### What is required
Please output the line that contains "oscillator for the given sample rate." and all later lines of the material, exactly, through the end.

### Material for this exercise
--- --- ---
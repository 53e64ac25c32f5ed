//! Boundary adapters between corriente graphs and the outside world.
//!
//! This crate provides:
//!
//! - **Full-duplex audio**: [`AudioDuplex`] drives a graph from a real
//!   hardware device — captured samples enter the graph through output
//!   ports, and the playback callback pulls one hardware block per cycle
//!   straight out of the graph.
//! - **WAV terminals**: [`WavSource`] and [`WavSink`] for offline runs.
//! - **Sample conversion**: linear mapping between the hardware's i16
//!   range and the engine's normalized [-1, 1] floats.
//!
//! ## Quick Start
//!
//! ```rust,ignore
//! use corriente_io::{AudioDuplex, DuplexConfig};
//!
//! let duplex = AudioDuplex::new(DuplexConfig::default());
//! // wire duplex.audio_in / duplex.audio_out into the graph...
//! let stream = duplex.start()?;
//! // Audio flows until `stream` is dropped.
//! ```

mod convert;
mod duplex;
mod wav;

pub use convert::{fixed_to_norm, norm_to_fixed};
pub use duplex::{AudioDuplex, DuplexConfig, DuplexStream};
pub use wav::{WavSink, WavSource};

/// Error types for boundary adapters.
#[derive(Debug, thiserror::Error)]
pub enum Error {
    /// WAV file read/write error.
    #[error("WAV file error: {0}")]
    Wav(#[from] hound::Error),

    /// Audio stream setup or runtime error.
    #[error("Audio stream error: {0}")]
    Stream(String),

    /// No audio device available on the system.
    #[error("No audio device available")]
    NoDevice,

    /// Standard I/O error.
    #[error("IO error: {0}")]
    Io(#[from] std::io::Error),
}

/// Convenience result type for boundary adapters.
pub type Result<T> = std::result::Result<T, Error>;
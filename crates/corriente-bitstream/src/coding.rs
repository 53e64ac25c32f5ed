//! Channel coding: CRC, convolutional coding, puncturing.

use crate::bits::Bits;
use crate::error::{Error, Result};

/// Polynomial checksum over arbitrary-length bit sequences.
///
/// The divisor is a degree-`width` polynomial with its top bit explicit,
/// so a `width` of 8 takes a 9-bit polynomial value. `calculate` performs
/// plain long division over GF(2) with a `width`-bit zero extension;
/// `validate` re-divides data plus checksum and accepts on a zero
/// remainder, so any single bit flip in either part is detected.
pub struct Crc {
    width: usize,
    divisor: Vec<bool>,
}

impl Crc {
    /// Creates a checksum calculator.
    ///
    /// `polynomial` holds the divisor's `width + 1` coefficient bits, top
    /// bit included (e.g. CRC-8/ATM is `width` 8, `polynomial` 0x107).
    pub fn new(width: usize, polynomial: u64) -> Result<Self> {
        if width == 0 {
            return Err(Error::InvalidPolynomial("width must be at least 1"));
        }
        let divisor = Bits::from_uint(polynomial, width + 1)
            .map_err(|_| Error::InvalidPolynomial("polynomial wider than width + 1 bits"))?;
        if divisor.get(0) != Some(true) {
            return Err(Error::InvalidPolynomial("top coefficient must be set"));
        }
        Ok(Self {
            width,
            divisor: divisor.iter().collect(),
        })
    }

    /// The checksum width in bits.
    pub fn width(&self) -> usize {
        self.width
    }

    /// Computes the checksum of `data`.
    pub fn calculate(&self, data: &Bits) -> Bits {
        let mut dividend: Vec<bool> = data.iter().collect();
        dividend.extend(std::iter::repeat_n(false, self.width));
        self.divide(&mut dividend, data.len());
        dividend[data.len()..].iter().copied().collect()
    }

    /// Checks `checksum` against `data`.
    pub fn validate(&self, data: &Bits, checksum: &Bits) -> bool {
        if checksum.len() != self.width {
            return false;
        }
        let mut dividend: Vec<bool> = data.iter().chain(checksum.iter()).collect();
        self.divide(&mut dividend, data.len());
        dividend[data.len()..].iter().all(|&bit| !bit)
    }

    fn divide(&self, dividend: &mut [bool], steps: usize) {
        for i in 0..steps {
            if dividend[i] {
                for (j, &coefficient) in self.divisor.iter().enumerate() {
                    dividend[i + j] ^= coefficient;
                }
            }
        }
    }
}

/// Rate-1 convolutional coder driven by an explicit transition table.
///
/// The generator polynomial's length fixes the constraint length; for
/// every encoder state the table holds the successor state and output bit
/// for each input bit. The two outputs of a state are complementary by
/// construction, which is what makes [`decode`](Self::decode) a simple
/// inverse walk: from the current state, the received bit identifies the
/// input bit uniquely.
pub struct ConvolutionalCoder {
    /// Indexed by state; `[input0, input1]` giving `(next_state, output)`.
    transitions: Vec<[(usize, bool); 2]>,
}

impl ConvolutionalCoder {
    /// Builds the coder for a generator polynomial.
    ///
    /// The polynomial is given as a bit sequence of `constraint + 1`
    /// coefficients; constraint lengths up to 24 are supported (the table
    /// has `2^constraint` states).
    pub fn new(generator: &Bits) -> Result<Self> {
        if generator.len() < 2 {
            return Err(Error::InvalidPolynomial("generator needs at least 2 bits"));
        }
        let constraint = generator.len() - 1;
        if constraint > 24 {
            return Err(Error::InvalidPolynomial("constraint length above 24"));
        }
        // The polynomial tail as a state mask, first coefficient at the
        // state's most significant bit.
        let mask: usize = generator
            .iter()
            .skip(1)
            .fold(0, |mask, bit| (mask << 1) | usize::from(bit));
        let high_bit = 1usize << (constraint - 1);

        let transitions = (0..1usize << constraint)
            .map(|state| {
                let parity = (state & mask).count_ones() % 2 == 1;
                let shifted = state >> 1;
                [
                    (shifted, parity),
                    (shifted | high_bit, !parity),
                ]
            })
            .collect();
        Ok(Self { transitions })
    }

    /// Encodes a bit sequence from the all-zero state.
    pub fn encode(&self, data: &Bits) -> Bits {
        let mut state = 0usize;
        data.iter()
            .map(|bit| {
                let (next, output) = self.transitions[state][usize::from(bit)];
                state = next;
                output
            })
            .collect()
    }

    /// Decodes an encoded sequence from the all-zero state.
    ///
    /// Exact inverse of [`encode`](Self::encode): per state the two
    /// possible outputs differ, so each received bit selects one branch.
    pub fn decode(&self, encoded: &Bits) -> Bits {
        let mut state = 0usize;
        encoded
            .iter()
            .map(|received| {
                let input = self.transitions[state][1].1 == received;
                let (next, _) = self.transitions[state][usize::from(input)];
                state = next;
                input
            })
            .collect()
    }
}

/// Fixed-pattern bit selector.
///
/// Keeps the bits at positions where the repeating pattern holds a one
/// and discards the rest — the transmit half of a punctured code.
/// Depuncturing needs erasure marks and lives outside this library.
pub struct Puncturer {
    pattern: Vec<bool>,
}

impl Puncturer {
    /// Creates a puncturer from a `width`-bit pattern.
    pub fn new(width: usize, pattern: u64) -> Result<Self> {
        if width == 0 {
            return Err(Error::InvalidPolynomial("pattern must not be empty"));
        }
        let pattern = Bits::from_uint(pattern, width)?;
        Ok(Self {
            pattern: pattern.iter().collect(),
        })
    }

    /// Selects the surviving bits of `data`.
    pub fn puncture(&self, data: &Bits) -> Bits {
        data.iter()
            .enumerate()
            .filter(|(index, _)| self.pattern[index % self.pattern.len()])
            .map(|(_, bit)| bit)
            .collect()
    }
}

#[cfg(test)]
mod tests {
    use super::*;
    use proptest::prelude::*;

    fn any_bits(max_len: usize) -> impl Strategy<Value = Bits> {
        prop::collection::vec(any::<bool>(), 0..max_len)
            .prop_map(|bits| bits.into_iter().collect())
    }

    #[test]
    fn test_crc8_known_vector() {
        // Plain CRC-8, x^8 + x^2 + x + 1: "123456789" checks as 0xF4.
        let crc = Crc::new(8, 0x107).unwrap();
        let data = Bits::from_bytes(b"123456789");
        let checksum = crc.calculate(&data);
        assert_eq!(checksum.to_uint().unwrap(), 0xF4);
        assert!(crc.validate(&data, &checksum));
    }

    #[test]
    fn test_crc_rejects_wrong_checksum() {
        let crc = Crc::new(8, 0x107).unwrap();
        let data = Bits::from_bytes(b"corriente");
        let mut checksum = crc.calculate(&data);
        checksum.flip(3);
        assert!(!crc.validate(&data, &checksum));
    }

    #[test]
    fn test_crc_width_one() {
        // Width 1 with polynomial x + 1 is a parity bit.
        let crc = Crc::new(1, 0b11).unwrap();
        let even = Bits::from_uint(0b1010, 4).unwrap();
        let odd = Bits::from_uint(0b1011, 4).unwrap();
        assert_eq!(crc.calculate(&even).to_uint().unwrap(), 0);
        assert_eq!(crc.calculate(&odd).to_uint().unwrap(), 1);
    }

    #[test]
    fn test_crc_rejects_bad_polynomials() {
        assert!(Crc::new(0, 0x3).is_err());
        // Top coefficient missing for width 4.
        assert!(Crc::new(4, 0x0F).is_err());
        // Wider than width + 1 bits.
        assert!(Crc::new(2, 0xFF).is_err());
    }

    #[test]
    fn test_convolutional_round_trip_known_polynomial() {
        // The classic seven-coefficient generator 1011011.
        let generator = Bits::from_uint(0b1011011, 7).unwrap();
        let coder = ConvolutionalCoder::new(&generator).unwrap();
        let data = Bits::from_bytes(b"\xC1\xFA\x55");
        assert_eq!(coder.decode(&coder.encode(&data)), data);
    }

    #[test]
    fn test_convolutional_outputs_are_complementary() {
        let generator = Bits::from_uint(0b101, 3).unwrap();
        let coder = ConvolutionalCoder::new(&generator).unwrap();
        for transitions in &coder.transitions {
            assert_ne!(transitions[0].1, transitions[1].1);
        }
    }

    #[test]
    fn test_puncture_keeps_patterned_positions() {
        // Pattern 110: drop every third bit.
        let puncturer = Puncturer::new(3, 0b110).unwrap();
        let data = Bits::from_uint(0b111000111, 9).unwrap();
        let output = puncturer.puncture(&data);
        assert_eq!(output.len(), 6);
        assert_eq!(output.to_uint().unwrap(), 0b110011);
    }

    proptest! {
        #[test]
        fn prop_crc_round_trip(data in any_bits(128), width in 1usize..16) {
            // A dense polynomial with the top and bottom bits set.
            let polynomial = (1u64 << width) | 0b1 | (0b10 & ((1 << width) - 1));
            let crc = Crc::new(width, polynomial | 1).unwrap();
            let checksum = crc.calculate(&data);
            prop_assert!(crc.validate(&data, &checksum));
        }

        #[test]
        fn prop_crc_detects_single_bit_flip(
            data in any_bits(96),
            width in 1usize..16,
            flip_seed: usize,
        ) {
            let polynomial = (1u64 << width) | 1;
            let crc = Crc::new(width, polynomial).unwrap();
            let checksum = crc.calculate(&data);

            // Flip one bit anywhere in data ‖ checksum.
            let total = data.len() + checksum.len();
            let flip = flip_seed % total;
            let mut data = data.clone();
            let mut checksum = checksum.clone();
            if flip < data.len() {
                data.flip(flip);
            } else {
                checksum.flip(flip - data.len());
            }
            prop_assert!(!crc.validate(&data, &checksum));
        }

        #[test]
        fn prop_convolutional_round_trip(data in any_bits(256)) {
            let generator = Bits::from_uint(0b1011011, 7).unwrap();
            let coder = ConvolutionalCoder::new(&generator).unwrap();
            prop_assert_eq!(coder.decode(&coder.encode(&data)), data);
        }
    }
}
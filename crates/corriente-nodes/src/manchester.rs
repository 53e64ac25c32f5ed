//! Manchester line coding at the symbol level.

use std::sync::Arc;

use corriente_core::{InPort, OutPort, Worker};

/// Expands each symbol into a two-chip Manchester pair.
///
/// With `low_to_high_zero` a symbol `s` becomes `(-s, s)` — a rising edge
/// for a positive symbol — otherwise `(s, -s)`. Every symbol thus carries
/// a mid-bit transition, which is what downstream clock recovery locks
/// onto. A request for `n` chips reads `ceil(n / 2)` symbols; an odd chip
/// count leaves one surplus chip buffered downstream.
pub struct ManchesterEncoder {
    /// The symbol stream, nominally ±1.
    pub symbols: InPort<f32>,
    /// The chip stream, two chips per symbol.
    pub encoded: OutPort<f32>,
    low_to_high_zero: bool,
}

impl ManchesterEncoder {
    /// Creates an encoder with the given zero-bit polarity.
    pub fn new(low_to_high_zero: bool) -> Arc<Self> {
        let node = Arc::new(Self {
            symbols: InPort::new(),
            encoded: OutPort::new(),
            low_to_high_zero,
        });
        node.encoded.attach(&node);
        node
    }
}

impl Worker for ManchesterEncoder {
    fn work(&self, requested: usize) {
        let symbol_count = requested.div_ceil(2);
        let symbols = self.symbols.read(symbol_count);
        let mut chips = Vec::with_capacity(symbol_count * 2);
        for &symbol in &symbols {
            if self.low_to_high_zero {
                chips.push(-symbol);
                chips.push(symbol);
            } else {
                chips.push(symbol);
                chips.push(-symbol);
            }
        }
        self.encoded.write(&chips);
    }
}

#[cfg(test)]
mod tests {
    use super::*;
    use corriente_core::InPort;

    #[test]
    fn test_each_symbol_becomes_a_transition() {
        let encoder = ManchesterEncoder::new(true);
        encoder.symbols.push(&[1.0, -1.0]);
        let sink = InPort::new();
        sink.connect(&encoder.encoded);
        assert_eq!(sink.read(4), vec![-1.0, 1.0, 1.0, -1.0]);
    }

    #[test]
    fn test_opposite_polarity() {
        let encoder = ManchesterEncoder::new(false);
        encoder.symbols.push(&[1.0, -1.0]);
        let sink = InPort::new();
        sink.connect(&encoder.encoded);
        assert_eq!(sink.read(4), vec![1.0, -1.0, -1.0, 1.0]);
    }

    #[test]
    fn test_odd_request_retains_surplus_chip() {
        let encoder = ManchesterEncoder::new(true);
        encoder.symbols.push(&[1.0, -1.0]);
        let sink = InPort::new();
        sink.connect(&encoder.encoded);
        assert_eq!(sink.read(3), vec![-1.0, 1.0, 1.0]);
        assert_eq!(sink.read(1), vec![-1.0]);
    }
}
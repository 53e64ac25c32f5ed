//! Sample types carried on graph edges.

use num_complex::Complex;

/// A numeric sample that can travel on a graph edge.
///
/// Edges are typed: an [`InPort<T>`](crate::InPort) only connects to an
/// [`OutPort<T>`](crate::OutPort) of the same sample type. The engine needs
/// nothing from a sample beyond cheap copying and a zero value — the zero is
/// what an unbound input substitutes for missing data (silence fill) and
/// what pre-seeded delay lines start out holding.
pub trait Sample: Copy + Send + Sync + PartialEq + core::fmt::Debug + 'static {
    /// The neutral "silence" value for this sample type.
    const ZERO: Self;
}

impl Sample for f32 {
    const ZERO: Self = 0.0;
}

/// Used for time and index streams, where `f32` would lose sample-level
/// resolution within minutes of continuous running.
impl Sample for f64 {
    const ZERO: Self = 0.0;
}

impl Sample for Complex<f32> {
    const ZERO: Self = Complex { re: 0.0, im: 0.0 };
}
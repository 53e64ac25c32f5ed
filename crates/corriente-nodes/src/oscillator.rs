//! Complex carrier generation.

use std::sync::Arc;

use corriente_core::{ConsumerId, InPort, NodeState, OutPort, Worker};
use num_complex::Complex;

use crate::clock::Clock;

/// Fixed-frequency complex exponential, `e^(j 2π f t)`.
///
/// Owns a private [`Clock`] as its time base and registers itself as that
/// clock's consumer. Phase is computed in `f64` from the clock's time
/// points, so long runs do not drift; the emitted carrier is `Complex<f32>`
/// like the rest of the signal path.
pub struct Oscillator {
    /// The carrier stream.
    pub carrier: OutPort<Complex<f32>>,
    frequency: f64,
    clock: Arc<Clock>,
    clock_id: ConsumerId,
}

impl Oscillator {
    /// Creates an oscillator at `frequency` Hz for the given sample rate.
    ///
    /// Negative frequencies are valid and rotate the carrier the other way
    /// — that is how a down-converting [`FrequencyShifter`] is built.
    ///
    /// [`FrequencyShifter`]: crate::FrequencyShifter
    pub fn new(frequency: f64, sample_rate: f64) -> Arc<Self> {
        let clock = Clock::new(sample_rate);
        let clock_id = clock.time.register_consumer();
        let node = Arc::new(Self {
            carrier: OutPort::new(),
            frequency,
            clock,
            clock_id,
        });
        node.carrier.attach(&node);
        node
    }
}

impl Worker for Oscillator {
    fn work(&self, requested: usize) {
        let time = self.clock.time.read(requested, self.clock_id);
        let block: Vec<Complex<f32>> = time
            .iter()
            .map(|t| {
                let phase = std::f64::consts::TAU * self.frequency * t;
                Complex::new(phase.cos() as f32, phase.sin() as f32)
            })
            .collect();
        self.carrier.write(&block);
    }
}

struct VariablePhase {
    last_phase: f64,
    last_time: f64,
}

/// Oscillator whose frequency is itself a signal.
///
/// Reads one frequency sample per output sample. With `continuous_phase`
/// the instantaneous frequency is integrated into a running phase (no
/// phase jumps when the frequency moves — what an FM transmitter needs);
/// without it the phase is recomputed from absolute time, matching a bank
/// of free-running carriers.
pub struct VariableOscillator {
    /// Frequency control stream, one value per output sample, in Hz.
    pub frequency: InPort<f32>,
    /// The carrier stream.
    pub carrier: OutPort<Complex<f32>>,
    continuous_phase: bool,
    clock: Arc<Clock>,
    clock_id: ConsumerId,
    state: NodeState<VariablePhase>,
}

impl VariableOscillator {
    /// Creates a variable oscillator for the given sample rate.
    pub fn new(sample_rate: f64, continuous_phase: bool) -> Arc<Self> {
        let clock = Clock::new(sample_rate);
        let clock_id = clock.time.register_consumer();
        let node = Arc::new(Self {
            frequency: InPort::new(),
            carrier: OutPort::new(),
            continuous_phase,
            clock,
            clock_id,
            state: NodeState::new(VariablePhase {
                last_phase: 0.0,
                last_time: 0.0,
            }),
        });
        node.carrier.attach(&node);
        node
    }
}

impl Worker for VariableOscillator {
    fn work(&self, requested: usize) {
        let frequency = self.frequency.read(requested);
        let time = self.clock.time.read(requested, self.clock_id);
        let phases: Vec<f64> = if self.continuous_phase {
            self.state.with(|state| {
                time.iter()
                    .zip(&frequency)
                    .map(|(&t, &f)| {
                        let dt = t - state.last_time;
                        state.last_time = t;
                        state.last_phase += dt * std::f64::consts::TAU * f as f64;
                        state.last_phase
                    })
                    .collect()
            })
        } else {
            time.iter()
                .zip(&frequency)
                .map(|(&t, &f)| t * std::f64::consts::TAU * f as f64)
                .collect()
        };
        let block: Vec<Complex<f32>> = phases
            .iter()
            .map(|phase| Complex::new(phase.cos() as f32, phase.sin() as f32))
            .collect();
        self.carrier.write(&block);
    }
}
--- --- ---
### Written answer
    /// Creates a variable oscillator for the given sample rate.
    pub fn new(sample_rate: f64, continuous_phase: bool) -> Arc<Self> {
        let clock = Clock::new(sample_rate);
        let clock_id = clock.time.register_consumer();
        let node = Arc::new(Self {
            frequency: InPort::new(),
            carrier: OutPort::new(),
            continuous_phase,
            clock,
            clock_id,
            state: NodeState::new(VariablePhase {
                last_phase: 0.0,
                last_time: 0.0,
            }),
        });
        node.carrier.attach(&node);
        node
    }
}

impl Worker for VariableOscillator {
    fn work(&self, requested: usize) {
        let frequency = self.frequency.read(requested);
        let time = self.clock.time.read(requested, self.clock_id);
        let phases: Vec<f64> = if self.continuous_phase {
            self.state.with(|state| {
                time.iter()
                    .zip(&frequency)
                    .map(|(&t, &f)| {
                        let dt = t - state.last_time;
                        state.last_time = t;
                        state.last_phase += dt * std::f64::consts::TAU * f as f64;
                        state.last_phase
                    })
                    .collect()
            })
        } else {
            time.iter()
                .zip(&frequency)
                .map(|(&t, &f)| t * std::f64::consts::TAU * f as f64)
                .collect()
        };
        let block: Vec<Complex<f32>> = phases
            .iter()
            .map(|phase| Complex::new(phase.cos() as f32, phase.sin() as f32))
            .collect();
        self.carrier.write(&block);
    }
}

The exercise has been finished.